/trunk/src/kangmodb/table.h
C Header | 249 lines | 113 code | 21 blank | 115 comment | 4 complexity | 8750903ef59496bb4e775f2e0478f99a MD5 | raw file
Possible License(s): BSD-3-Clause
- /**
- * table.h
- * kangmodb
- *
- * Created by 강모 김 on 11. 5. 1..
- * Copyright 2011 강모소프트. All rights reserved.
- *
- * Design of "Restart Recovery":
- * (1) Restart Recovery Speed Optimization
- * - To boost the restart recovery process, stgTable keeps (key, data) pairs in shared memory chunks allocated from stgSharedRegion.
- * - Log records of active transactions are also kept in stgTransLogBuffer which allocates shared memory chunks from stgSharedRegion.
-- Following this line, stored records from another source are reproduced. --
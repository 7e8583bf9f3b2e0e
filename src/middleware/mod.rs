pub mod lookup_request;

pub use lookup_request::LookupPreprocess;
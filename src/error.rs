use axum::{
    extract::rejection::JsonRejection,
    http::StatusCode,
    response::{IntoResponse, Response},
};
use serde_json::Value;
use thiserror::Error as ThisError;

use crate::types::VehicleEnvelope;

#[derive(Debug, ThisError)]
pub enum VehicleError {
    #[error("Registration number is required")]
    MissingRegistration,

    #[error("Invalid request body: {0}")]
    InvalidBody(#[from] JsonRejection),

    #[error("Upstream rejected lookup with status {status}: {message}")]
    UpstreamRejected {
        status: StatusCode,
        message: String,
        payload: Value,
    },

    #[error("HTTP request error")]
    Reqwest(#[from] reqwest::Error),

    #[error("JSON error")]
    Json(#[from] serde_json::Error),
}

impl VehicleError {
    pub fn status(&self) -> StatusCode {
        match self {
            VehicleError::MissingRegistration => StatusCode::BAD_REQUEST,
            VehicleError::InvalidBody(rejection) => rejection.status(),
            VehicleError::UpstreamRejected { status, .. } => *status,
            VehicleError::Reqwest(_) | VehicleError::Json(_) => StatusCode::INTERNAL_SERVER_ERROR,
        }
    }

    pub fn into_envelope(self) -> VehicleEnvelope {
        let status = self.status();
        match self {
            VehicleError::UpstreamRejected {
                message, payload, ..
            } => VehicleEnvelope::failure(status, message, Some(payload)),
            VehicleError::MissingRegistration => {
                VehicleEnvelope::failure(status, self.to_string(), None)
            }
            VehicleError::InvalidBody(rejection) => {
                VehicleEnvelope::failure(status, rejection.body_text(), None)
            }
            VehicleError::Reqwest(_) | VehicleError::Json(_) => VehicleEnvelope::failure(
                status,
                format!("Internal server error: {}", error_chain(&self)),
                None,
            ),
        }
    }
}

/// Render an error with its sources, e.g. `... : connection refused`.
pub(crate) fn error_chain(err: &dyn std::error::Error) -> String {
    let mut rendered = err.to_string();
    let mut source = err.source();
    while let Some(cause) = source {
        rendered.push_str(": ");
        rendered.push_str(&cause.to_string());
        source = cause.source();
    }
    rendered
}

impl IntoResponse for VehicleError {
    fn into_response(self) -> Response {
        self.into_envelope().into_response()
    }
}
//! Request ID middleware.
//!
//! Every response carries an `x-request-id` header, either echoed from the
//! request or freshly generated, and the start/completion log lines share it.

use axum::{
    extract::{FromRequestParts, Request},
    http::{HeaderMap, HeaderValue, StatusCode, request::Parts},
    middleware::Next,
    response::Response,
};
use uuid::Uuid;

/// Header name for request ID
pub const REQUEST_ID_HEADER: &str = "x-request-id";

/// Longest client-supplied ID that is echoed back
const MAX_REQUEST_ID_LEN: usize = 128;

/// Reuse a sane client ID, otherwise generate one
fn get_or_generate_request_id(headers: &HeaderMap) -> String {
    headers
        .get(REQUEST_ID_HEADER)
        .and_then(|v| v.to_str().ok())
        .filter(|s| !s.is_empty() && s.len() <= MAX_REQUEST_ID_LEN)
        .map(|s| s.to_string())
        .unwrap_or_else(|| Uuid::new_v4().to_string())
}

/// Middleware to add request ID to all requests and responses
///
/// # Example
///
/// ```no_run
/// use axum::{Router, routing::get, middleware};
/// use pc_server::api::request_id::request_id_middleware;
///
/// let app: Router = Router::new()
///     .route("/", get(|| async { "Hello" }))
///     .layer(middleware::from_fn(request_id_middleware));
/// ```
pub async fn request_id_middleware(mut request: Request, next: Next) -> Response {
    let request_id = get_or_generate_request_id(request.headers());
    request
        .extensions_mut()
        .insert(RequestId(request_id.clone()));

    tracing::info!(
        request_id = %request_id,
        method = %request.method(),
        uri = %request.uri(),
        "Request started"
    );

    let mut response = next.run(request).await;

    if let Ok(header_value) = HeaderValue::from_str(&request_id) {
        response.headers_mut().insert(REQUEST_ID_HEADER, header_value);
    }

    tracing::info!(
        request_id = %request_id,
        status = %response.status(),
        "Request completed"
    );

    response
}

/// Request ID stored in request extensions
#[derive(Clone, Debug, PartialEq, Eq)]
pub struct RequestId(pub String);

impl RequestId {
    pub fn as_str(&self) -> &str {
        &self.0
    }
}

impl<S> FromRequestParts<S> for RequestId
where
    S: Send + Sync,
{
    type Rejection = (StatusCode, &'static str);

    async fn from_request_parts(parts: &mut Parts, _state: &S) -> Result<Self, Self::Rejection> {
        parts.extensions.get::<RequestId>().cloned().ok_or((
            StatusCode::INTERNAL_SERVER_ERROR,
            "Request ID not found in extensions",
        ))
    }
}

#[cfg(test)]
mod tests {
    use super::*;

    #[test]
    fn test_existing_id_is_kept() {
        let mut headers = HeaderMap::new();
        headers.insert(REQUEST_ID_HEADER, HeaderValue::from_static("test-id-123"));

        assert_eq!(get_or_generate_request_id(&headers), "test-id-123");
    }

    #[test]
    fn test_missing_id_is_generated() {
        let request_id = get_or_generate_request_id(&HeaderMap::new());
        assert!(Uuid::parse_str(&request_id).is_ok());
    }

    #[test]
    fn test_oversized_id_is_replaced() {
        let mut headers = HeaderMap::new();
        let long = "x".repeat(MAX_REQUEST_ID_LEN + 1);
        headers.insert(REQUEST_ID_HEADER, HeaderValue::from_str(&long).unwrap());

        let request_id = get_or_generate_request_id(&headers);
        assert_ne!(request_id, long);
        assert!(Uuid::parse_str(&request_id).is_ok());
    }

    #[test]
    fn test_request_id_as_str() {
        assert_eq!(RequestId("test-123".to_string()).as_str(), "test-123");
    }
}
- * c.f.> stgTableMgr manages the strSharedRegion object for all tables.
- *
- * (2) Power Failure or OS crash - We don't have shared memory regions.
- * - Redo all log records in the log stream where only committed transactions send its own log buffer.
- * - No need to undo any log records, because all transaction logs in the log stream are from committed transactions only.
- *
- * (3) Process Failure - We have shared memory regions.
- * (2.1) Phase I - Reconstruct stgTableMgr and stgTable objects from the shared memory region.
- * - Iterate shared memory chunks for stgTable objects to find out root chunk of each table.
- * - Root chunk is one of shared memory chunks allocated by stgSharedRegion, and becomes the start point for searching (key,data) pair.
- * - At this point, we can open a cursor for each table, but some tables may have uncommitted modifications by active transactions.
- * (2.2) Phase II - Reconstruct stgTransLogBuffer objects of active transactions from the shared memory region, rollback all logs.
- * - Iterate shared memory chunks for stgTransLogBuffer to find out root chunk of each transaction log buffer.
- * - Root chunk is one of shared memory chunks allocated by stgSharedRegion, and becomes the start point for traversing log records.
- * - Revert all new versions of (key, data) pairs made by these active transactions by traversing keys stored in log records.
- * (2.3) Phase III - Get the maxCommitVersion from the shared memory region, set it to maxCommitVersion_ member in stgTransMgr.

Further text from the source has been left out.